Deriving gene networks and pathways is an effective strategy to elucidate the mechanisms underlying the genetic variability of milk protein traits. Different genes usually cooperate with each other to exercise their biological functions and pathway-based analysis helps to further understand the biological functions of genes11. For DEGs identified in mammary glands with different milk protein percentage during peak lactation, the significant pathways and GO terms are mainly associated with biosynthesis, transport, metabolism of AA and proteins. During the non-lactating period, significant GO terms and pathways containing significant DEGs for milk protein are intensively enriched for inflammation response, disease and immune-related function. The results agree with previous gene expression studies conducted in the mouse mammary tissue where immune related genes showed increased expression toward the later stages of lactation56.

The present data indicate that immune defense is a hallmark of the non-lactating period, massive development of the protein synthesis infrastructure and promotion of protein transportation is a hallmark of the peak lactation stage. Thus, the immune response in mammary tissue is pivotal due to the need for preventing pathogen-causing mastitis57. The number of DEGs in HD versus LD (497 DEGs) was approximately three times higher than HP versus LP (157 DEGs), indicating a larger fluctuation of milk protein percentage during the non-lactating period. A higher expression level was observed during the peak lactation (196,875,675 reads) than the non-lactating period (149,931,847 reads), including six milk protein genes. This result is similar to data from mammary gland of sheep58 and human59. Based on available publicly microarray datasets, patterns of transcription of six milk protein genes showing the highest expression was observed at peak lactation in dairy cows1. It is reasonable to expect that lactation requires the increase in expression of a greater number of genes. However, lower expression level with a wider variety of genes were expressed during the non-lactating period (23,302 genes) compared with peak lactation (21,403 genes). This suggests that greater numbers of genes start to initiate expression in the non-lactating period to prepare well for parturition, partly to synthesize colostrum for the calf.

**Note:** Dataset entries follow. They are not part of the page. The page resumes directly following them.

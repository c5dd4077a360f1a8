use serde::{Deserialize, Serialize};

/// How fresh record ids are generated.
#[derive(Debug, Clone, Copy, Default, PartialEq, Eq, Serialize, Deserialize)]
#[serde(rename_all = "snake_case")]
pub enum IdStrategy {
    #[default]
    Ulid,
    Uuid,
    Nanoid,
}

/// Generate an id such as `u_01hq...` for the given record prefix.
pub fn new_id(prefix: &str, strategy: IdStrategy) -> String {
    let suffix = match strategy {
        IdStrategy::Ulid => ulid::Ulid::new().to_string().to_lowercase(),
        IdStrategy::Uuid => uuid::Uuid::new_v4().to_string(),
        IdStrategy::Nanoid => nanoid::nanoid!(),
    };
    format!("{prefix}_{suffix}")
}

#[cfg(test)]
mod tests {
    use super::*;
    use std::collections::HashSet;

    #[test]
    fn test_ids_are_prefixed_and_unique() {
        for strategy in [IdStrategy::Ulid, IdStrategy::Uuid, IdStrategy::Nanoid] {
            let ids: HashSet<String> = (0..200).map(|_| new_id("p", strategy)).collect();
            assert_eq!(ids.len(), 200);
            assert!(ids.iter().all(|id| id.starts_with("p_")));
        }
    }
}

The majority of genes supporting lactation are already expressed at a high level at the late pregnant stage1, which was confirmed by our findings. Thus, such changes of physiological function are inevitably regulated by a series of related spatio-temporal gene expression and signaling pathways. Research on human milk revealed that during the transition to lactation there was the lowest complexity in the transcriptome with a smaller number of genes contributing to a larger fraction of the total mRNA while peak lactation milk had the highest complexity59. However, in our study, peak lactation mammary tissue had lower complexity in the transcriptome with a smaller number of genes contributing to a larger fraction of the total mRNA while non-lactating mammary tissue had a higher complexity. Such differences are probably due to the milk secretion reaching a plateau level and the six milk protein genes accounting for 71% of the total expressed mRNA at peak lactation while the remaining 29% of expressed genes only playing limited role in the process. The deduction was also confirmed by the distribution of genes expressed across intervals that the larger number of medium-to-higher expressed genes in non-lactating period compared to peak lactation, the smaller number of low expressed genes in non-lactating period than peak lactation.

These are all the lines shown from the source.